Wow! I feel the way I did when I was eleven and read the first of L’Engle’s A Wrinkle in Time series, or at sixteen when I read my first Robbin’s novel, Still Life With Woodpecker. I read all the time, always more than one book at a time, but only occasionally do I fall this hard, I’ve-got-to-read-everything-this-person-has-in-print hard.
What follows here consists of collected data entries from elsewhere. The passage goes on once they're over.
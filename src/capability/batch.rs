//! Bias and imprecision of a batch of control results.

use serde::Serialize;
use u_numflow::stats;

use super::sigma_metric::{classify_sigma, SigmaMetric};
use crate::error::{QcError, Result};

/// Mean, spread, CV% and Bias% of a batch against its target.
///
/// # Examples
///
/// ```
/// use u_labqc::capability::BatchStatistics;
///
/// let batch = BatchStatistics::from_values(&[0.98, 1.02, 1.00, 1.04, 0.96], 1.0).unwrap();
/// assert!((batch.mean - 1.0).abs() < 1e-12);
/// assert!(batch.bias_pct.abs() < 1e-9);
/// assert!(batch.cv_pct > 0.0);
/// ```
#[derive(Debug, Clone, PartialEq, Serialize)]
pub struct BatchStatistics {
    pub n: usize,
    pub mean: f64,
    /// Sample standard deviation (n - 1 denominator).
    pub std_dev: f64,
    /// Coefficient of variation, percent of |mean|.
    pub cv_pct: f64,
    /// `mean - target`.
    pub bias: f64,
    /// Bias as a percent of target; signed.
    pub bias_pct: f64,
}

impl BatchStatistics {
    /// # Errors
    ///
    /// - [`QcError::InvalidInput`] for fewer than two values, or any
    ///   non-finite value or target.
    /// - [`QcError::DegenerateStatistics`] when the batch mean or the target
    ///   is zero (CV% or Bias% undefined).
    pub fn from_values(values: &[f64], target_mean: f64) -> Result<Self> {
        if values.len() < 2 {
            return Err(QcError::input(
                "values",
                format!("need at least 2 values, got {}", values.len()),
            ));
        }
        if values.iter().any(|v| !v.is_finite()) {
            return Err(QcError::input("values", "must all be finite"));
        }
        if !target_mean.is_finite() {
            return Err(QcError::input("target_mean", "must be finite"));
        }
        if target_mean == 0.0 {
            return Err(QcError::degenerate("batch statistics", "target mean is zero"));
        }

        let (mean, std_dev) = match (stats::mean(values), stats::std_dev(values)) {
            (Some(m), Some(s)) => (m, s),
            _ => return Err(QcError::degenerate("batch statistics", "mean or SD undefined")),
        };
        if mean == 0.0 {
            return Err(QcError::degenerate("batch statistics", "batch mean is zero"));
        }

        let bias = mean - target_mean;
        Ok(Self {
            n: values.len(),
            mean,
            std_dev,
            cv_pct: std_dev / mean.abs() * 100.0,
            bias,
            bias_pct: bias / target_mean * 100.0,
        })
    }

    /// Sigma metric of this batch for an analyte with total allowable error
    /// `tea_pct`.
    ///
    /// # Errors
    ///
    /// As [`classify_sigma`]; a batch of identical values has CV = 0 and is
    /// degenerate.
    pub fn classify(&self, tea_pct: f64) -> Result<SigmaMetric> {
        classify_sigma(tea_pct, self.bias_pct, self.cv_pct)
    }
}

#[cfg(test)]
mod tests {
    use super::*;
    use crate::capability::QualityTier;

    #[test]
    fn test_known_batch() {
        // mean 1.02, deviations ±0.02, ±0.04, 0 -> SS = 0.004, SD = sqrt(0.001)
        let b = BatchStatistics::from_values(&[1.00, 1.04, 1.02, 0.98, 1.06], 1.0)
            .expect("valid batch");
        assert_eq!(b.n, 5);
        assert!((b.mean - 1.02).abs() < 1e-12);
        assert!((b.std_dev - 0.001_f64.sqrt()).abs() < 1e-9);
        assert!((b.bias - 0.02).abs() < 1e-12);
        assert!((b.bias_pct - 2.0).abs() < 1e-9);
        assert!((b.cv_pct - 0.001_f64.sqrt() / 1.02 * 100.0).abs() < 1e-9);
    }

    #[test]
    fn test_negative_bias() {
        let b = BatchStatistics::from_values(&[24.0, 24.5, 23.5], 25.0).expect("valid batch");
        assert!((b.bias_pct + 4.0).abs() < 1e-9);
    }

    #[test]
    fn test_classify_batch() {
        // CV ~3.1%, bias 2% against TEa 15% -> sigma ~4.2
        let b = BatchStatistics::from_values(&[1.00, 1.04, 1.02, 0.98, 1.06], 1.0)
            .expect("valid batch");
        let m = b.classify(15.0).expect("non-degenerate");
        assert!((m.sigma - 13.0 / b.cv_pct).abs() < 1e-9);
        assert_eq!(m.tier, QualityTier::Good);
    }

    #[test]
    fn test_identical_values_cannot_be_classified() {
        let b = BatchStatistics::from_values(&[1.0, 1.0, 1.0], 1.0).expect("valid batch");
        assert!(b.cv_pct.abs() < 1e-15);
        assert!(matches!(
            b.classify(15.0),
            Err(QcError::DegenerateStatistics { .. })
        ));
    }

    #[test]
    fn test_rejects_short_or_degenerate_batches() {
        assert!(matches!(
            BatchStatistics::from_values(&[1.0], 1.0),
            Err(QcError::InvalidInput { field: "values", .. })
        ));
        assert!(matches!(
            BatchStatistics::from_values(&[1.0, f64::NAN], 1.0),
            Err(QcError::InvalidInput { .. })
        ));
        assert!(matches!(
            BatchStatistics::from_values(&[1.0, 1.1], 0.0),
            Err(QcError::DegenerateStatistics { .. })
        ));
        assert!(matches!(
            BatchStatistics::from_values(&[-1.0, 1.0], 1.0),
            Err(QcError::DegenerateStatistics { .. })
        ));
    }
}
So, I’ve finished A Dirty Job, a book with craft about a junk dealer who loses his wife after the birth of their first child and that gets seriously zany from there. It’s a story about reconciling the beauty of the world with the inevitability, sometimes seeming cruelty, of death. Charlie Asher, our hero, discovers that having the courage to face death despite risk is how to live victorious over death, something that few souls accomplish, and certainly not in one lifetime. The opening line of the novel sets the reader up for chapter after chapter of killer opening lines: “Charlie Asher walked the earth like an ant walks on the surface of water, as if the slightest misstep might send him plummeting through the surface to be sucked to the depths below.”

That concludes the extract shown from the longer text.